ElevenLabs

WIP

Actions13

Speech Actions
- Text to Speech
- Speech to Speech
Voice Actions
History Actions
User Actions
- Get User Info
- Get User Subscription

Overview

The Speech to Speech operation in the "ElevenLabs" n8n node enables users to convert input speech into synthesized speech using a selected voice. This is particularly useful for applications such as voice cloning, automated voice responses, or transforming spoken content into another voice style or language. Common scenarios include creating dynamic audio content, automating customer support with personalized voices, or generating voiceovers for media.

Practical examples:

Converting a recorded message into a professional-sounding voice for podcasts.
Generating multilingual voice responses in customer service bots.
Cloning a specific voice for accessibility tools.

Properties

Below are the supported input properties for the Speech to Speech operation:

Display Name	Type	Meaning
Notice	notice	Informational message about the node's beta status and links for more info/support.
Voice ID	resourceLocator	Specifies the target voice for synthesis. Can be chosen from a list or entered manually by ID.
Additional Fields	collection	Optional settings to customize output and processing (see below).

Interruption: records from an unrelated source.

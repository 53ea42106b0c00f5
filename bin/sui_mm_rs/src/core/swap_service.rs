use std::sync::Arc;

use rust_decimal::Decimal;
use sui_mm_toolkit::{
    cetus::{amount_limit, CetusClmm, SwapParams},
    chain::{ChainClient, TxOutcome},
    coin::{ensure_sufficient, BalanceReader},
    errors::MmError,
    retry::RetryPolicy,
    wallet::Wallet,
};
use sui_mm_utils::utils::format_units;
use sui_sdk::types::base_types::ObjectID;

use crate::{constants::Env, utils::coin_decimals};

pub struct SwapService {
    env: Env,
    chain: Arc<dyn ChainClient>,
    clmm: Arc<CetusClmm>,
    balances: BalanceReader,
    retry_policy: RetryPolicy,
}

impl SwapService {
    pub fn new(env: Env, chain: Arc<dyn ChainClient>, clmm: Arc<CetusClmm>) -> Self {
        Self {
            env,
            balances: BalanceReader::new(chain.clone()),
            chain,
            clmm,
            retry_policy: RetryPolicy::default(),
        }
    }

    pub fn with_retry_policy(mut self, retry_policy: RetryPolicy) -> Self {
        self.retry_policy = retry_policy;
        self
    }

    /// SUI to token, exact `amount` of SUI in (base units).
    pub async fn buy_swap(&self, wallet: &Wallet, amount: u64, slippage: Decimal, pool_id: ObjectID) -> bool {
        let params = SwapParams {
            pool_id,
            a2b: false,
            by_amount_in: true,
            amount,
            slippage,
        };
        self.report("buy", self.try_swap(wallet, &params).await)
    }

    /// Token to SUI. With `by_amount_in`, `amount` is the token input;
    /// otherwise it is the SUI output.
    pub async fn sell_swap(
        &self,
        wallet: &Wallet,
        amount: u64,
        slippage: Decimal,
        pool_id: ObjectID,
        by_amount_in: bool,
    ) -> bool {
        let params = SwapParams {
            pool_id,
            a2b: true,
            by_amount_in,
            amount,
            slippage,
        };
        let result = match self.check_sell_balance(wallet, &params).await {
            Ok(()) => self.try_swap(wallet, &params).await,
            Err(err) => Err(err),
        };
        self.report("sell", result)
    }

    async fn check_sell_balance(&self, wallet: &Wallet, params: &SwapParams) -> Result<(), MmError> {
        if !params.by_amount_in {
            return Ok(());
        }
        let pool = self.clmm.get_pool(params.pool_id).await?;
        let balance = self.balances.get_balance(wallet.address, &pool.coin_type_a).await;
        ensure_sufficient(balance, params.amount)?;
        Ok(())
    }

    fn report(&self, side: &str, result: Result<TxOutcome, MmError>) -> bool {
        match result {
            Ok(outcome) => {
                log::info!(
                    "{} swap success digest {:?} {}",
                    side,
                    outcome.digest,
                    self.env.tx_link(&outcome.digest)
                );
                true
            }
            Err(err) => {
                log::error!("{} swap failed: {}", side, err);
                false
            }
        }
    }

    /// Quote, bound by slippage, then build, sign and submit under the
    /// retry policy. Running out of attempts is `SwapFailed`.
    pub async fn try_swap(&self, wallet: &Wallet, params: &SwapParams) -> Result<TxOutcome, MmError> {
        params.validate()?;
        let pool = self.clmm.get_pool(params.pool_id).await?;
        if pool.is_pause {
            return Err(MmError::InvalidInput(format!("pool {} is paused", pool.pool_id)));
        }
        let decimals_a = coin_decimals(self.chain.as_ref(), &pool.coin_type_a).await;
        let decimals_b = coin_decimals(self.chain.as_ref(), &pool.coin_type_b).await;

        let quote = self
            .clmm
            .preswap(wallet.address, &pool, params.a2b, params.by_amount_in, params.amount)
            .await?;
        if quote.is_exceed {
            return Err(MmError::InvalidInput(format!(
                "amount {} exceeds the liquidity of pool {}",
                params.amount, pool.pool_id
            )));
        }
        let limit = amount_limit(&quote, params.by_amount_in, params.slippage)?;

        let (decimals_in, decimals_out) = if params.a2b {
            (decimals_a, decimals_b)
        } else {
            (decimals_b, decimals_a)
        };
        log::info!(
            "swap quote pool {:?} a2b {:?} by_amount_in {:?}: amount_in {}, amount_out {}, fee {}, limit {} ({}% slippage)",
            pool.pool_id,
            params.a2b,
            params.by_amount_in,
            format_units(quote.amount_in as u128, decimals_in),
            format_units(quote.amount_out as u128, decimals_out),
            quote.fee_amount,
            limit,
            params.slippage
        );

        let clmm = self.clmm.as_ref();
        let chain = self.chain.as_ref();
        let pool = &pool;
        let gas_budget = self.env.gas_budget;
        self.retry_policy
            .run("swap", |attempt| async move {
                log::info!("swap attempt {:?} from {:?}", attempt, wallet.address);
                let data = clmm
                    .build_swap_tx(wallet.address, pool, params, limit, gas_budget)
                    .await?;
                let signature = wallet.sign(&data);
                chain.execute(data, vec![signature]).await
            })
            .await
            .map_err(|failure| {
                if failure.exhausted {
                    MmError::SwapFailed {
                        attempts: failure.attempts,
                        last_error: failure.last_error.to_string(),
                    }
                } else {
                    failure.last_error
                }
            })
    }
}

#[cfg(test)]
mod tests {
    use std::time::Duration;

    use serde_json::json;
    use sui_mm_toolkit::{
        cetus::{CetusConfig, CALCULATED_SWAP_RESULT_EVENT},
        chain::{EventRecord, ObjectInfo},
        testing::MockChain,
    };
    use sui_mm_utils::constants::SUI_COIN_TYPE;
    use sui_sdk::types::base_types::{ObjectDigest, SequenceNumber};
    use tokio::time::Instant;

    use super::*;

    const TOKEN: &str = "0xab::token::TOKEN";

    struct Fixture {
        chain: Arc<MockChain>,
        service: SwapService,
        pool_id: ObjectID,
        wallet: Wallet,
    }

    fn shared_object(object_type: String, fields: serde_json::Value) -> ObjectInfo {
        ObjectInfo {
            object_ref: (
                ObjectID::random(),
                SequenceNumber::from_u64(3),
                ObjectDigest::random(),
            ),
            object_type: Some(object_type),
            initial_shared_version: Some(SequenceNumber::from_u64(1)),
            fields,
        }
    }

    fn fixture(amount_out: u64, is_exceed: bool) -> Fixture {
        let chain = Arc::new(MockChain::new());
        let mut config =
            CetusConfig::for_network(&provider_utils::enums::ENetwork::SuiTestnet).unwrap();
        let global_config = shared_object("0xcafe::config::GlobalConfig".to_string(), json!({}));
        config.global_config_id = global_config.object_id();
        chain.insert_object(global_config);

        let pool = shared_object(
            format!("0xcafe::pool::Pool<{}, {}>", TOKEN, SUI_COIN_TYPE),
            json!({
                "current_sqrt_price": "18446744073709551616",
                "liquidity": "1000000000000",
                "tick_spacing": 200,
                "fee_rate": "2500",
                "is_pause": false,
            }),
        );
        let pool_id = pool.object_id();
        chain.insert_object(pool);
        chain.set_metadata(TOKEN, 6);
        chain.set_inspect_events(vec![EventRecord {
            event_type: format!("0xd55d{}", CALCULATED_SWAP_RESULT_EVENT),
            parsed_json: json!({"data": {
                "amount_in": "100000",
                "amount_out": amount_out.to_string(),
                "fee_amount": "250",
                "is_exceed": is_exceed,
            }}),
        }]);

        let wallet = Wallet::from_secret(&"42".repeat(32)).unwrap();
        chain.mint(wallet.address, SUI_COIN_TYPE, 1_000_000_000);

        let env = Env {
            gas_budget: 10_000_000,
            ..Default::default()
        };
        let clmm = Arc::new(CetusClmm::new(chain.clone(), config));
        let service = SwapService::new(env, chain.clone(), clmm);
        Fixture {
            chain,
            service,
            pool_id,
            wallet,
        }
    }

    #[tokio::test(start_paused = true)]
    async fn buy_succeeds_on_the_first_attempt() {
        let f = fixture(5_000, false);
        assert!(
            f.service
                .buy_swap(&f.wallet, 100_000, Decimal::from(10), f.pool_id)
                .await
        );
        assert_eq!(f.chain.execute_calls(), 1);
    }

    #[tokio::test(start_paused = true)]
    async fn buy_gives_up_after_three_transient_failures() {
        let f = fixture(5_000, false);
        for _ in 0..3 {
            f.chain.fail_next(MmError::Unavailable("connection reset".to_string()));
        }

        let started = Instant::now();
        let ok = f
            .service
            .buy_swap(&f.wallet, 100_000, Decimal::from(10), f.pool_id)
            .await;

        assert!(!ok);
        assert_eq!(f.chain.execute_calls(), 3);
        assert_eq!(started.elapsed(), Duration::from_millis(4000));
        assert_eq!(f.chain.balance(f.wallet.address, SUI_COIN_TYPE), 1_000_000_000);
    }

    #[tokio::test(start_paused = true)]
    async fn swap_recovers_after_two_failures() {
        let f = fixture(5_000, false);
        f.chain.fail_next(MmError::Unavailable("timeout".to_string()));
        f.chain.fail_next(MmError::Unavailable("timeout".to_string()));

        let params = SwapParams {
            pool_id: f.pool_id,
            a2b: false,
            by_amount_in: true,
            amount: 100_000,
            slippage: Decimal::from(5),
        };
        let outcome = f.service.try_swap(&f.wallet, &params).await.unwrap();
        assert_eq!(outcome.digest, "mock-digest-1");
        assert_eq!(f.chain.execute_calls(), 3);
    }

    #[tokio::test(start_paused = true)]
    async fn exhausted_retries_are_swap_failed() {
        let f = fixture(5_000, false);
        for _ in 0..3 {
            f.chain.fail_next(MmError::Unavailable("503".to_string()));
        }
        let params = SwapParams {
            pool_id: f.pool_id,
            a2b: false,
            by_amount_in: true,
            amount: 100_000,
            slippage: Decimal::from(5),
        };
        assert_eq!(
            f.service.try_swap(&f.wallet, &params).await,
            Err(MmError::SwapFailed {
                attempts: 3,
                last_error: "chain unavailable: 503".to_string()
            })
        );
    }

    #[tokio::test(start_paused = true)]
    async fn execution_failure_is_not_retried() {
        let f = fixture(5_000, false);
        f.chain.fail_next(MmError::ExecutionFailed {
            digest: "abc".to_string(),
            error: "MoveAbort".to_string(),
        });
        let ok = f
            .service
            .buy_swap(&f.wallet, 100_000, Decimal::from(10), f.pool_id)
            .await;
        assert!(!ok);
        assert_eq!(f.chain.execute_calls(), 1);
    }

    #[tokio::test(start_paused = true)]
    async fn sell_refuses_without_a_token_balance() {
        let f = fixture(5_000, false);
        assert!(
            !f.service
                .sell_swap(&f.wallet, 10, Decimal::from(10), f.pool_id, true)
                .await
        );

        f.chain.set_unavailable(f.wallet.address);
        assert!(
            !f.service
                .sell_swap(&f.wallet, 10, Decimal::from(10), f.pool_id, true)
                .await
        );
        assert_eq!(f.chain.execute_calls(), 0);
    }

    #[tokio::test(start_paused = true)]
    async fn sell_with_enough_tokens_goes_through() {
        let f = fixture(5_000, false);
        f.chain.mint(f.wallet.address, TOKEN, 40);
        f.chain.mint(f.wallet.address, TOKEN, 60);
        assert!(
            f.service
                .sell_swap(&f.wallet, 100, Decimal::from(10), f.pool_id, true)
                .await
        );
        assert_eq!(f.chain.execute_calls(), 1);
    }

    #[tokio::test(start_paused = true)]
    async fn rejects_bad_slippage_and_exceeding_quotes() {
        let f = fixture(5_000, false);
        let mut params = SwapParams {
            pool_id: f.pool_id,
            a2b: false,
            by_amount_in: true,
            amount: 100_000,
            slippage: Decimal::from(100),
        };
        assert!(matches!(
            f.service.try_swap(&f.wallet, &params).await,
            Err(MmError::InvalidInput(_))
        ));

        let f = fixture(5_000, true);
        params.pool_id = f.pool_id;
        params.slippage = Decimal::from(1);
        assert!(matches!(
            f.service.try_swap(&f.wallet, &params).await,
            Err(MmError::InvalidInput(_))
        ));
        assert_eq!(f.chain.execute_calls(), 0);
    }
}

Additional Fields options:

Binary Name (string): Sets the name of the binary output property (default: data).
File Name (string): Sets the output file name (default: voice).
Streaming Latency (number): Adjusts latency optimizations (0–4); higher values may reduce quality.
Output Format (string): Specifies the audio format (e.g., mp3_44100_128).
Model Name or ID (options): Selects the model used for synthesis.
Stability (number): Controls voice stability (0–1).
Similarity Boost (number): Adjusts similarity to the original voice (0–1).
Stitching (boolean): Enables or disables audio stitching (default: true).
Style (number): Exaggerates the voice style (0–1).
Speaker Boost (boolean): Activates speaker boost (default: false).
Seed (number): Sets a fixed seed for reproducibility.

Output

The node outputs a json object containing metadata about the generated speech.
If binary data is produced (audio file), it will be available under the specified binary property name (default: data). This binary field contains the synthesized audio in the selected format (e.g., MP3).

Dependencies

External Service: Requires access to the ElevenLabs API.
API Key: You must configure the elevenLabsApi credential in n8n.
Environment: Internet connectivity is required for API requests.

Troubleshooting

Common issues:

Invalid API Key: Ensure your ElevenLabs API credentials are correctly set up in n8n.
Voice ID not found: Double-check the Voice ID or select from the provided list.
Audio not generated: Verify that all required fields are filled and the input speech is valid.
Unsupported output format: Make sure the selected output format is supported by ElevenLabs.

Error messages and resolutions:

401 Unauthorized: Check your API key configuration.
404 Voice Not Found: Confirm the Voice ID exists and is accessible.
400 Bad Request: Review input parameters for missing or invalid values.